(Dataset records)
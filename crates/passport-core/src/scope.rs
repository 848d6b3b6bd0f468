//! Runtime view of a single call: cancellation, deadline and attached values.

use crate::claims::Token;
use crate::context::SharedData;
use chrono::{DateTime, Utc};
use serde_json::Value;
use std::sync::{Arc, OnceLock};
use thiserror::Error;
use tokio::task::JoinHandle;
use tokio_util::sync::CancellationToken;

/// Why a call scope is done.
#[derive(Debug, Clone, Copy, PartialEq, Eq, Error)]
pub enum ScopeError {
    /// The scope was cancelled explicitly, or its guard was dropped.
    #[error("call scope cancelled")]
    Cancelled,

    /// The scope's deadline passed.
    #[error("call deadline exceeded")]
    DeadlineExceeded,
}

/// A call in progress.
///
/// Produced by [`CallContext::to_scope`](crate::CallContext::to_scope). Cloning a scope is
/// cheap; all clones observe the same cancellation and the same data map.
#[derive(Debug, Clone)]
pub struct CallScope {
    cancel: CancellationToken,
    reason: Arc<OnceLock<ScopeError>>,
    deadline: Option<DateTime<Utc>>,
    deadline_secs: i64,
    token: Token,
    tracing_id: String,
    data: Option<SharedData>,
}

impl CallScope {
    pub(crate) fn new(
        deadline_secs: i64,
        token: Token,
        tracing_id: String,
        data: Option<SharedData>,
    ) -> (Self, CancelGuard) {
        Self::with_cancel(CancellationToken::new(), deadline_secs, token, tracing_id, data)
    }

    fn with_cancel(
        cancel: CancellationToken,
        deadline_secs: i64,
        token: Token,
        tracing_id: String,
        data: Option<SharedData>,
    ) -> (Self, CancelGuard) {
        let deadline_secs = deadline_secs.max(0);
        let deadline = deadline_from_secs(deadline_secs);
        let reason = Arc::new(OnceLock::new());
        let timer = deadline.and_then(|at| spawn_deadline_timer(&cancel, &reason, at));

        let guard = CancelGuard {
            cancel: cancel.clone(),
            reason: Arc::clone(&reason),
            deadline,
            timer,
        };
        let scope = Self {
            cancel,
            reason,
            deadline,
            deadline_secs,
            token,
            tracing_id,
            data,
        };
        (scope, guard)
    }

    /// A root scope with no values and no deadline that is never cancelled.
    pub fn background() -> Self {
        Self {
            cancel: CancellationToken::new(),
            reason: Arc::new(OnceLock::new()),
            deadline: None,
            deadline_secs: 0,
            token: Token::empty(),
            tracing_id: String::new(),
            data: None,
        }
    }

    /// Derive a child scope with its own guard.
    ///
    /// The child is cancelled when this scope is, shares its deadline and values,
    /// and shares the same data map.
    pub fn child(&self) -> (Self, CancelGuard) {
        Self::with_cancel(
            self.cancel.child_token(),
            self.deadline_secs,
            self.token.clone(),
            self.tracing_id.clone(),
            self.data.clone(),
        )
    }

    pub fn token(&self) -> &Token {
        &self.token
    }

    pub fn tracing_id(&self) -> &str {
        &self.tracing_id
    }

    /// Deadline as a point in time. Deadlines past chrono's range saturate at its maximum.
    pub fn deadline(&self) -> Option<DateTime<Utc>> {
        self.deadline
    }

    /// Deadline as unix seconds, exactly as it was given. Zero means none.
    pub fn deadline_secs(&self) -> i64 {
        self.deadline_secs
    }

    /// Time left until the deadline, if one is set. Negative once it has passed.
    pub fn remaining(&self) -> Option<chrono::Duration> {
        self.deadline.map(|at| at - Utc::now())
    }

    /// The data map attached to this scope, if any.
    pub fn data(&self) -> Option<SharedData> {
        self.data.clone()
    }

    /// Look up a single value in the data map.
    pub fn data_value(&self, key: &str) -> Option<Value> {
        self.data.as_ref().and_then(|data| data.get(key))
    }

    /// Attach a key/value pair to the scope's data map.
    ///
    /// If the scope already carries a map the value is inserted in place, so every
    /// holder of this scope lineage (and the originating context) sees it. Otherwise
    /// a new map is created for the returned scope only.
    pub fn with_data_value(&self, key: impl Into<String>, value: impl Into<Value>) -> Self {
        if let Some(data) = &self.data {
            data.insert(key, value);
            return self.clone();
        }

        let data = SharedData::new();
        data.insert(key, value);
        Self {
            data: Some(data),
            ..self.clone()
        }
    }

    /// Token for integrating with other cancellation-aware code.
    pub fn cancellation_token(&self) -> CancellationToken {
        self.cancel.clone()
    }

    /// Why the scope is done, or `None` while it is still live.
    pub fn err(&self) -> Option<ScopeError> {
        if let Some(reason) = self.reason.get() {
            return Some(*reason);
        }
        if deadline_passed(self.deadline) {
            return Some(ScopeError::DeadlineExceeded);
        }
        if self.cancel.is_cancelled() {
            return Some(ScopeError::Cancelled);
        }
        None
    }

    pub fn is_cancelled(&self) -> bool {
        self.err().is_some()
    }

    /// Wait until the scope is cancelled or its deadline passes.
    pub async fn cancelled(&self) {
        let Some(at) = self.deadline else {
            self.cancel.cancelled().await;
            return;
        };

        let wait = (at - Utc::now()).to_std().unwrap_or_default();
        tokio::select! {
            _ = self.cancel.cancelled() => {}
            _ = tokio::time::sleep(wait) => {}
        }
    }
}

/// Releases a [`CallScope`] when dropped.
///
/// Dropping the guard cancels the scope and stops its deadline timer. Keep it alive
/// for exactly as long as the call runs.
#[must_use = "dropping the guard cancels the call scope"]
#[derive(Debug)]
pub struct CancelGuard {
    cancel: CancellationToken,
    reason: Arc<OnceLock<ScopeError>>,
    deadline: Option<DateTime<Utc>>,
    timer: Option<JoinHandle<()>>,
}

impl CancelGuard {
    /// Cancel the scope now.
    pub fn cancel(self) {
        drop(self);
    }
}

impl Drop for CancelGuard {
    fn drop(&mut self) {
        let reason = if deadline_passed(self.deadline) {
            ScopeError::DeadlineExceeded
        } else {
            ScopeError::Cancelled
        };
        let _ = self.reason.set(reason);
        self.cancel.cancel();

        if let Some(timer) = self.timer.take() {
            timer.abort();
        }
    }
}

/// Zero or negative means no deadline.
pub(crate) fn deadline_from_secs(secs: i64) -> Option<DateTime<Utc>> {
    if secs <= 0 {
        return None;
    }
    Some(DateTime::from_timestamp(secs, 0).unwrap_or(DateTime::<Utc>::MAX_UTC))
}

fn deadline_passed(deadline: Option<DateTime<Utc>>) -> bool {
    deadline.is_some_and(|at| Utc::now() >= at)
}

/// Cancel the scope when the deadline passes. Needs a tokio runtime; without one the
/// deadline is still observed by `err`/`is_cancelled`.
fn spawn_deadline_timer(
    cancel: &CancellationToken,
    reason: &Arc<OnceLock<ScopeError>>,
    at: DateTime<Utc>,
) -> Option<JoinHandle<()>> {
    let handle = tokio::runtime::Handle::try_current().ok()?;
    let cancel = cancel.clone();
    let reason = Arc::clone(reason);
    let wait = (at - Utc::now()).to_std().unwrap_or_default();

    Some(handle.spawn(async move {
        tokio::select! {
            _ = cancel.cancelled() => {}
            _ = tokio::time::sleep(wait) => {
                let _ = reason.set(ScopeError::DeadlineExceeded);
                cancel.cancel();
                tracing::debug!(deadline = %at, "Call scope deadline exceeded");
            }
        }
    }))
}

#[cfg(test)]
mod tests {
    use super::*;
    use crate::context::CallContext;
    use chrono::Duration;
    use serde_json::json;
    use std::time::Duration as StdDuration;

    #[test]
    fn test_no_deadline_scope_only_ends_on_cancel() {
        let (scope, guard) = CallContext::new("t").to_scope();
        assert!(scope.deadline().is_none());
        assert!(!scope.is_cancelled());

        guard.cancel();
        assert_eq!(scope.err(), Some(ScopeError::Cancelled));
    }

    #[test]
    fn test_dropping_guard_cancels_scope() {
        let scope = {
            let (scope, _guard) = CallContext::new("t").to_scope();
            scope
        };
        assert!(scope.cancellation_token().is_cancelled());
        assert_eq!(scope.err(), Some(ScopeError::Cancelled));
    }

    #[test]
    fn test_past_deadline_is_observed_without_runtime() {
        let ctx = CallContext::new("t").with_deadline(Utc::now() - Duration::seconds(5));
        let (scope, _guard) = ctx.to_scope();
        assert_eq!(scope.err(), Some(ScopeError::DeadlineExceeded));
        assert!(scope.remaining().unwrap() < Duration::zero());
    }

    #[tokio::test]
    async fn test_deadline_cancels_token_automatically() {
        let ctx = CallContext::new("t").with_deadline(Utc::now() + Duration::seconds(2));
        let (scope, _guard) = ctx.to_scope();
        assert!(!scope.is_cancelled());

        tokio::time::timeout(StdDuration::from_secs(5), scope.cancellation_token().cancelled())
            .await
            .expect("deadline timer should cancel the token");
        assert_eq!(scope.err(), Some(ScopeError::DeadlineExceeded));
    }

    #[tokio::test]
    async fn test_cancelled_future_completes_on_guard_drop() {
        let ctx = CallContext::new("t").with_deadline(Utc::now() + Duration::hours(1));
        let (scope, guard) = ctx.to_scope();

        let waiter = tokio::spawn({
            let scope = scope.clone();
            async move { scope.cancelled().await }
        });
        drop(guard);

        tokio::time::timeout(StdDuration::from_secs(5), waiter)
            .await
            .unwrap()
            .unwrap();
        assert_eq!(scope.err(), Some(ScopeError::Cancelled));
    }

    #[test]
    fn test_child_is_cancelled_with_parent() {
        let (parent, parent_guard) = CallContext::new("t").to_scope();
        let (child, _child_guard) = parent.child();

        drop(parent_guard);
        assert!(child.is_cancelled());
    }

    #[test]
    fn test_child_cancel_does_not_touch_parent() {
        let (parent, _parent_guard) = CallContext::new("t").to_scope();
        let (child, child_guard) = parent.child();

        drop(child_guard);
        assert!(child.is_cancelled());
        assert!(!parent.is_cancelled());
    }

    #[test]
    fn test_with_data_value_on_empty_scope_creates_map() {
        let scope = CallScope::background();
        let with = scope.with_data_value("key", json!("value"));

        assert!(scope.data().is_none());
        assert_eq!(with.data_value("key"), Some(json!("value")));
        assert_eq!(with.data().unwrap().len(), 1);
    }

    #[test]
    fn test_with_data_value_accumulates_in_one_map() {
        let first = CallScope::background().with_data_value("a", 1);
        let second = first.with_data_value("b", 2);
        let (child, _guard) = second.child();
        let third = child.with_data_value("c", 3);

        // All share one map rather than nesting
        let data = first.data().unwrap();
        assert_eq!(data.len(), 3);
        assert!(data.ptr_eq(&third.data().unwrap()));
        assert_eq!(first.data_value("c"), Some(json!(3)));
    }

    #[test]
    fn test_data_value_missing() {
        assert_eq!(CallScope::background().data_value("nope"), None);
        let scope = CallScope::background().with_data_value("a", 1);
        assert_eq!(scope.data_value("nope"), None);
    }

    #[test]
    fn test_deadline_beyond_chrono_range_saturates() {
        let ctx = CallContext {
            deadline: i64::MAX,
            ..CallContext::new("t")
        };
        let (scope, _guard) = ctx.to_scope();

        assert_eq!(scope.deadline(), Some(DateTime::<Utc>::MAX_UTC));
        assert_eq!(scope.deadline_secs(), i64::MAX);
        assert!(!scope.is_cancelled());
    }

    #[test]
    fn test_background_is_empty() {
        let scope = CallScope::background();
        assert!(scope.token().is_empty());
        assert!(scope.tracing_id().is_empty());
        assert!(scope.deadline().is_none());
        assert!(!scope.is_cancelled());
    }
}
//! Error types for token operations.

use passport_core::{ConfigError, UserId};
use std::sync::Arc;
use thiserror::Error;

/// Errors that can occur while signing or validating tokens.
#[derive(Debug, Clone, Error)]
pub enum TokenError {
    /// Token is malformed, uses the wrong algorithm, or carries a bad subject.
    #[error("INVALID_TOKEN")]
    InvalidToken,

    /// Token is past its expiry or not yet valid.
    #[error("TOKEN_EXPIRED")]
    TokenExpired,

    /// Any other verification failure, e.g. a bad signature.
    #[error("token verification failed: {0}")]
    Verification(#[source] Arc<jsonwebtoken::errors::Error>),

    /// Key material could not be parsed.
    #[error("invalid key: {0}")]
    InvalidKey(String),

    /// Failed to encode and sign a token.
    #[error("failed to sign token: {0}")]
    Signing(#[source] Arc<jsonwebtoken::errors::Error>),

    /// The user id does not fit the signed 64-bit range peers parse subjects into.
    #[error("user id {0} out of range")]
    UserIdOutOfRange(UserId),

    /// The expiry computed from the ttl is not representable.
    #[error("token ttl out of range")]
    TtlOutOfRange,

    /// Key or ttl configuration could not be resolved.
    #[error("configuration error: {0}")]
    Config(#[source] Arc<ConfigError>),
}

impl TokenError {
    /// Stable numeric code for the classified validation errors.
    pub fn code(&self) -> Option<i32> {
        match self {
            TokenError::InvalidToken => Some(1),
            TokenError::TokenExpired => Some(2),
            _ => None,
        }
    }

    /// Stable name for the classified validation errors.
    pub fn as_str(&self) -> Option<&'static str> {
        match self {
            TokenError::InvalidToken => Some("INVALID_TOKEN"),
            TokenError::TokenExpired => Some("TOKEN_EXPIRED"),
            _ => None,
        }
    }

    pub fn is_invalid_token(&self) -> bool {
        matches!(self, TokenError::InvalidToken)
    }

    pub fn is_token_expired(&self) -> bool {
        matches!(self, TokenError::TokenExpired)
    }
}

impl From<ConfigError> for TokenError {
    fn from(err: ConfigError) -> Self {
        TokenError::Config(Arc::new(err))
    }
}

### EXERCISE AIM
Pull out every line in the data above that has the word "struct".

### ANSWER SPACE
pub struct CallScope {
pub struct CancelGuard {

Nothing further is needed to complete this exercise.